Reserves that blunted initial shock limited against extended Strait closure
The International Monetary Fund warned Wednesday that the global economy has less capacity to absorb a prolonged disruption to oil supplies passing through the Strait of Hormuz, as U.S.-Iran hostilities resumed after the collapse of a June ceasefire. The fund said the strategic buffers that blunted the initial impact — spare production capacity, compressed demand, and drawdowns from strategic reserves held in China and elsewhere — have been substantially depleted.
“The impact of the conflict on the global economy has been smaller than feared when it began in late February,” the fund said in a blog post, noting that oil prices did not rise as sharply as many economists had anticipated. “What cushioned the initial blow this time is that energy markets had room to maneuver and absorb it.”
The IMF last week forecast global growth of 3% for 2026, down from 3.1% projected in April and 3.5% in 2025, but warned that growth could weaken further if Middle East hostilities escalate. U.S. strikes that restarted last week in response to Iranian attacks on shipping continued Tuesday, while a U.S. blockade of Iranian ports and shipping resumed Tuesday afternoon, the fund noted.
The IMF calculated that between March and May the strait’s closure removed more than 1.1 billion barrels of crude from the market, roughly equivalent to 10 days of global consumption. The fund said that exceeded the supply reductions during the 1973 oil shock, the Iran-Iraq War in the 1980s, and the Gulf War in the early 1990s.

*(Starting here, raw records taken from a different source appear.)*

use std::env;
use std::str::FromStr;
use std::time::Duration;

use crate::error::AppError;

pub const DEFAULT_SECRET_KEY: &str = "default_secret_key_please_change";

/// Process-wide settings, read once at startup and handed to the components that
/// need them.
#[derive(Debug, Clone)]
pub struct Config {
    pub database_url: String,
    pub server_port: u16,
    pub server_host: String,
    pub pool: PoolConfig,
    pub auth: AuthConfig,
}

/// Connection pool sizing: `size` connections are kept open, up to `max_overflow`
/// more are opened under load.
#[derive(Debug, Clone, PartialEq)]
pub struct PoolConfig {
    pub size: u32,
    pub max_overflow: u32,
    pub acquire_timeout: Duration,
    pub recycle: Duration,
}

impl Default for PoolConfig {
    fn default() -> Self {
        Self {
            size: 5,
            max_overflow: 10,
            acquire_timeout: Duration::from_secs(30),
            recycle: Duration::from_secs(3600),
        }
    }
}

impl PoolConfig {
    pub fn max_connections(&self) -> u32 {
        self.size + self.max_overflow
    }
}

/// Token signing settings.
#[derive(Debug, Clone, PartialEq)]
pub struct AuthConfig {
    pub secret_key: String,
    pub algorithm: String,
    pub access_token_expire_minutes: i64,
}

impl Default for AuthConfig {
    fn default() -> Self {
        Self {
            secret_key: DEFAULT_SECRET_KEY.to_string(),
            algorithm: "HS256".to_string(),
            access_token_expire_minutes: 30,
        }
    }
}

impl Config {
    pub fn from_env() -> Result<Self, AppError> {
        Self::from_vars(|key| env::var(key).ok())
    }

    /// Builds the configuration from an arbitrary variable lookup.
    pub fn from_vars<F>(lookup: F) -> Result<Self, AppError>
    where
        F: Fn(&str) -> Option<String>,
    {
        let database_url = lookup("DATABASE_URL")
            .ok_or_else(|| AppError::Config("DATABASE_URL must be set".into()))?;

        let pool_defaults = PoolConfig::default();
        let pool = PoolConfig {
            size: parse_or(&lookup, "DB_POOL_SIZE", pool_defaults.size)?,
            max_overflow: parse_or(&lookup, "DB_MAX_OVERFLOW", pool_defaults.max_overflow)?,
            acquire_timeout: Duration::from_secs(parse_or(
                &lookup,
                "DB_POOL_TIMEOUT_SECS",
                pool_defaults.acquire_timeout.as_secs(),
            )?),
            recycle: Duration::from_secs(parse_or(
                &lookup,
                "DB_POOL_RECYCLE_SECS",
                pool_defaults.recycle.as_secs(),
            )?),
        };

        let auth_defaults = AuthConfig::default();
        let auth = AuthConfig {
            secret_key: lookup("SECRET_KEY").unwrap_or(auth_defaults.secret_key),
            algorithm: lookup("ALGORITHM").unwrap_or(auth_defaults.algorithm),
            access_token_expire_minutes: parse_or(
                &lookup,
                "ACCESS_TOKEN_EXPIRE_MINUTES",
                auth_defaults.access_token_expire_minutes,
            )?,
        };

        if auth.secret_key == DEFAULT_SECRET_KEY {
            log::warn!("SECRET_KEY is not set, falling back to the insecure default");
        }

        Ok(Self {
            database_url,
            server_port: parse_or(&lookup, "SERVER_PORT", 8080)?,
            server_host: lookup("SERVER_HOST").unwrap_or_else(|| "127.0.0.1".to_string()),
            pool,
            auth,
        })
    }

    pub fn server_url(&self) -> String {
        format!("http://{}:{}", self.server_host, self.server_port)
    }
}

fn parse_or<F, T>(lookup: &F, key: &str, default: T) -> Result<T, AppError>
where
    F: Fn(&str) -> Option<String>,
    T: FromStr,
{
    match lookup(key) {
        Some(raw) => raw
            .trim()
            .parse()
            .map_err(|_| AppError::Config(format!("{} must be a number, got {:?}", key, raw))),
        None => Ok(default),
    }
}
//! Purchase order models and status rules

use serde::{Deserialize, Serialize};
use uuid::Uuid;

use super::{OrderError, RequestLine, StockLine, TransferOrderStatus};
use crate::validation::ValidationFailure;

/// Purchase order status. Only transfer and receive activity moves it, and
/// only forward.
#[derive(Debug, Clone, Copy, PartialEq, Eq, PartialOrd, Ord, Serialize, Deserialize)]
#[serde(rename_all = "SCREAMING_SNAKE_CASE")]
pub enum PurchaseOrderStatus {
    Created,
    InTransit,
    Fulfilled,
}

impl PurchaseOrderStatus {
    pub fn as_str(&self) -> &'static str {
        match self {
            PurchaseOrderStatus::Created => "CREATED",
            PurchaseOrderStatus::InTransit => "IN_TRANSIT",
            PurchaseOrderStatus::Fulfilled => "FULFILLED",
        }
    }

    pub fn from_str(s: &str) -> Option<Self> {
        match s {
            "CREATED" => Some(PurchaseOrderStatus::Created),
            "IN_TRANSIT" => Some(PurchaseOrderStatus::InTransit),
            "FULFILLED" => Some(PurchaseOrderStatus::Fulfilled),
            _ => None,
        }
    }

    /// Status after a transfer order is dispatched against this PO
    pub fn on_dispatch(self) -> Result<Self, OrderError> {
        match self {
            PurchaseOrderStatus::Created | PurchaseOrderStatus::InTransit => {
                Ok(PurchaseOrderStatus::InTransit)
            }
            PurchaseOrderStatus::Fulfilled => Err(OrderError::PurchaseOrderFulfilled),
        }
    }

    /// Status after one of this PO's transfer orders is received.
    ///
    /// `received` holds, for every transfer order of the PO, whether it now
    /// has a receive order.
    pub fn on_receipt(self, received: &[bool]) -> Self {
        if all_transfers_received(received) {
            PurchaseOrderStatus::Fulfilled
        } else {
            self
        }
    }

    /// Status once the current statuses of all this PO's transfer orders are
    /// known. A transfer is received exactly when it is FULFILLED.
    pub fn on_transfers_received(self, transfers: &[TransferOrderStatus]) -> Self {
        let received: Vec<bool> = transfers
            .iter()
            .map(|s| *s == TransferOrderStatus::Fulfilled)
            .collect();
        self.on_receipt(&received)
    }
}

/// A PO is complete once it has transfers and every one of them is received
pub fn all_transfers_received(received: &[bool]) -> bool {
    !received.is_empty() && received.iter().all(|r| *r)
}

/// Direction of a purchase order.
///
/// The requesting inventory asks for goods and later receives them; the
/// fulfilling inventory dispatches them.
#[derive(Debug, Clone, Copy, PartialEq, Eq, Serialize, Deserialize)]
pub struct PurchaseRoute {
    pub requesting_inventory_id: Uuid,
    pub fulfilling_inventory_id: Uuid,
}

impl PurchaseRoute {
    /// Route of the synthetic PO behind a manual transfer from `sender` to
    /// `receiver`: the receiver is the requester, the sender fulfils.
    pub fn for_manual_transfer(sender: Uuid, receiver: Uuid) -> Self {
        Self {
            requesting_inventory_id: receiver,
            fulfilling_inventory_id: sender,
        }
    }

    /// Inventory a transfer order against this PO ships from
    pub fn sending_inventory(&self) -> Uuid {
        self.fulfilling_inventory_id
    }

    /// Inventory a receive order against this PO's transfers credits
    pub fn receiving_inventory(&self) -> Uuid {
        self.requesting_inventory_id
    }
}

/// Items of the synthetic PO behind a manual transfer: sent quantity summed
/// per SKU, in order of first appearance
pub fn synthetic_request_lines(lines: &[StockLine]) -> Result<Vec<RequestLine>, ValidationFailure> {
    let mut requested: Vec<RequestLine> = Vec::new();
    for line in lines {
        match requested.iter_mut().find(|r| r.sku_id == line.sku_id) {
            Some(existing) => {
                existing.quantity = existing
                    .quantity
                    .checked_add(line.quantity)
                    .ok_or_else(|| {
                        ValidationFailure::new(
                            "items",
                            format!("total quantity for sku {} is too large", line.sku_id),
                        )
                    })?;
            }
            None => requested.push(RequestLine {
                sku_id: line.sku_id,
                quantity: line.quantity,
            }),
        }
    }
    Ok(requested)
}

Despite the scale of the disruption, the IMF said oil prices did not spike as those historical precedents would have predicted, limiting the damage to the global economy. The fund attributed the muted price response to a combination of factors: the initial price rise spurred a decline in demand of 5.8 million barrels a day, while increased production from the U.S., Venezuela, Guyana, and Russia added 1.7 million barrels a day. That left a shortfall of roughly 4 million barrels a day that was met from strategic reserves, primarily in China.
“As tensions flare again in the Strait of Hormuz, that room is now smaller and shrinking further as spare capacity has been deployed, demand has compressed, and inventories have been drawn down,” the IMF said.
The fund noted that spare capacity — additional production that could be brought online quickly — was deployed as part of the initial buffer. The blog post added that moving to alternative energy sources, including renewables, would help reduce the vulnerability of the global economy to future disruptions at key oil chokepoints.
“A quick supply recovery is essential to avoid further damage to the global economy,” the fund said, adding that “an enduring U.S.-Iran agreement would create an opening to restore supply.”
In its analysis, the IMF said that “unless inventories are replenished, the world will start from a weaker position when the next shock comes.”